**Exercise description**
Only the lines below, from the one with "Library-only on the web" through the one with "let size = world.settings.arena_size();", are to be written out, exactly.
____
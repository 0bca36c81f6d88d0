//! Maze Physics demo
//!
//! Runs a seeded headless arena: a scattered grid maze, a ship flown by
//! random input, drifting enemies and anchors. Logs what collided.
//!
//! Usage: `maze-physics [seed] [settings.json]`

#[cfg(not(target_arch = "wasm32"))]
fn main() {
    demo::run();
}

#[cfg(target_arch = "wasm32")]
fn main() {
    // Library-only on the web
}

#[cfg(not(target_arch = "wasm32"))]
mod demo {
    use glam::Vec2;
    use rand::{Rng, SeedableRng};
    use rand_pcg::Pcg32;

    use maze_physics::PhysicsSettings;
    use maze_physics::consts::*;
    use maze_physics::sim::{CollisionEvent, CollisionOutcome, Maze, TickInput, World, tick};

    /// Spacing of the grid the walls are scattered on
    const MAZE_CELL: f32 = 100.0;
    /// Chance that a grid edge becomes a wall
    const WALL_DENSITY: f64 = 0.3;
    /// Rendered frames to simulate
    const FRAMES: u32 = 600;

    #[derive(Debug, Default)]
    struct Tally {
        wall_hits: u32,
        walls_destroyed: u32,
        body_hits: u32,
        edge_hits: u32,
    }

    impl Tally {
        fn record(&mut self, event: &CollisionEvent) {
            match event.outcome {
                CollisionOutcome::Wall { .. } => self.wall_hits += 1,
                CollisionOutcome::Body { .. } => self.body_hits += 1,
                CollisionOutcome::Edge { .. } => self.edge_hits += 1,
            }
            if event.wall_destroyed {
                self.walls_destroyed += 1;
            }
        }
    }

    pub fn run() {
        env_logger::Builder::from_env(env_logger::Env::default().default_filter_or("info")).init();

        let mut args = std::env::args().skip(1);
        let seed = match args.next().map(|s| s.parse::<u64>()) {
            Some(Ok(seed)) => seed,
            Some(Err(e)) => {
                log::warn!("Invalid seed ({e}), using 0");
                0
            }
            None => 0,
        };
        let settings = args.next().map(PhysicsSettings::load).unwrap_or_default();

        log::info!("Maze Physics demo starting (seed {seed})");
        let mut rng = Pcg32::seed_from_u64(seed);

        let maze = Maze::from_settings(&settings, scatter_walls(&mut rng, settings.arena_size()));
        log::info!("Generated {} walls", maze.walls().len());

        let mut world = World::new(maze, settings);
        let size = world.settings.arena_size();
        world.spawn_ship(size * 0.5);
        for _ in 0..4 {
            let pos = random_point(&mut rng, size);
            let vel = Vec2::new(
                rng.random_range(-ENEMY_MAX_SPEED..=ENEMY_MAX_SPEED),
                rng.random_range(-ENEMY_MAX_SPEED..=ENEMY_MAX_SPEED),
            );
            world.spawn_enemy(pos, vel);
        }
        for _ in 0..2 {
            let pos = random_point(&mut rng, size);
            world.spawn_anchor(pos);
        }

        let mut tally = Tally::default();
        for frame in 0..FRAMES {
            let input = TickInput {
                rotate: rng.random_range(-1.0..=1.0),
                thrust: rng.random_bool(0.7),
                fire: rng.random_bool(0.1),
            };

            // Jittered frame time in logical frames, split into substeps of at most one
            let frame_secs: f32 = rng.random_range(0.8..1.6) / LOGICAL_FPS;
            let mut remaining = frame_secs * LOGICAL_FPS;
            let mut substeps = 0;
            while remaining > 0.0 && substeps < MAX_SUBSTEPS {
                let dt = remaining.min(1.0);
                // Input applies once per rendered frame
                let step_input = if substeps == 0 {
                    input.clone()
                } else {
                    TickInput {
                        fire: false,
                        ..input.clone()
                    }
                };
                for event in tick(&mut world, &step_input, dt) {
                    tally.record(&event);
                }
                remaining -= dt;
                substeps += 1;
            }

            if frame % 120 == 0 {
                if let Some(ship) = world.ship() {
                    log::debug!(
                        "Frame {frame}: ship at ({:.1}, {:.1}) speed {:.2}",
                        ship.body.pos.x,
                        ship.body.pos.y,
                        ship.body.speed()
                    );
                }
            }
        }

        log::info!(
            "Ran {} ticks: {} wall hits ({} walls destroyed), {} body hits, {} edge hits",
            world.time_ticks,
            tally.wall_hits,
            tally.walls_destroyed,
            tally.body_hits,
            tally.edge_hits
        );
        log::info!(
            "{} of {} walls standing, {} entities live, kinetic energy {:.2}",
            world.maze.active_ids().len(),
            world.maze.walls().len(),
            world.entities.len(),
            world.kinetic_energy()
        );
    }

    /// Grid-aligned wall segments, as a maze generator would hand them over
    fn scatter_walls(rng: &mut Pcg32, size: Vec2) -> Vec<(Vec2, Vec2, u32)> {
        let cols = (size.x / MAZE_CELL) as u32;
        let rows = (size.y / MAZE_CELL) as u32;
        let mut walls = Vec::new();

        for row in 1..rows {
            for col in 0..cols {
                if rng.random_bool(WALL_DENSITY) {
                    let y = row as f32 * MAZE_CELL;
                    let start = Vec2::new(col as f32 * MAZE_CELL, y);
                    walls.push((start, start + Vec2::new(MAZE_CELL, 0.0), WALL_HIT_POINTS));
                }
            }
        }
        for col in 1..cols {
            for row in 0..rows {
                if rng.random_bool(WALL_DENSITY) {
                    let x = col as f32 * MAZE_CELL;
                    let start = Vec2::new(x, row as f32 * MAZE_CELL);
                    walls.push((start, start + Vec2::new(0.0, MAZE_CELL), WALL_HIT_POINTS));
                }
            }
        }
        walls
    }

    /// A point at the centre of a random maze cell
    fn random_point(rng: &mut Pcg32, size: Vec2) -> Vec2 {
        let cols = ((size.x / MAZE_CELL) as u32).max(1);
        let rows = ((size.y / MAZE_CELL) as u32).max(1);
        let col = rng.random_range(0..cols);
        let row = rng.random_range(0..rows);
        Vec2::new(
            (col as f32 + 0.5) * MAZE_CELL,
            (row as f32 + 0.5) * MAZE_CELL,
        )
    }
}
____
**Expected answer**
    // Library-only on the web
}

#[cfg(not(target_arch = "wasm32"))]
mod demo {
    use glam::Vec2;
    use rand::{Rng, SeedableRng};
    use rand_pcg::Pcg32;

    use maze_physics::PhysicsSettings;
    use maze_physics::consts::*;
    use maze_physics::sim::{CollisionEvent, CollisionOutcome, Maze, TickInput, World, tick};

    /// Spacing of the grid the walls are scattered on
    const MAZE_CELL: f32 = 100.0;
    /// Chance that a grid edge becomes a wall
    const WALL_DENSITY: f64 = 0.3;
    /// Rendered frames to simulate
    const FRAMES: u32 = 600;

    #[derive(Debug, Default)]
    struct Tally {
        wall_hits: u32,
        walls_destroyed: u32,
        body_hits: u32,
        edge_hits: u32,
    }

    impl Tally {
        fn record(&mut self, event: &CollisionEvent) {
            match event.outcome {
                CollisionOutcome::Wall { .. } => self.wall_hits += 1,
                CollisionOutcome::Body { .. } => self.body_hits += 1,
                CollisionOutcome::Edge { .. } => self.edge_hits += 1,
            }
            if event.wall_destroyed {
                self.walls_destroyed += 1;
            }
        }
    }

    pub fn run() {
        env_logger::Builder::from_env(env_logger::Env::default().default_filter_or("info")).init();

        let mut args = std::env::args().skip(1);
        let seed = match args.next().map(|s| s.parse::<u64>()) {
            Some(Ok(seed)) => seed,
            Some(Err(e)) => {
                log::warn!("Invalid seed ({e}), using 0");
                0
            }
            None => 0,
        };
        let settings = args.next().map(PhysicsSettings::load).unwrap_or_default();

        log::info!("Maze Physics demo starting (seed {seed})");
        let mut rng = Pcg32::seed_from_u64(seed);

        let maze = Maze::from_settings(&settings, scatter_walls(&mut rng, settings.arena_size()));
        log::info!("Generated {} walls", maze.walls().len());

        let mut world = World::new(maze, settings);
        let size = world.settings.arena_size();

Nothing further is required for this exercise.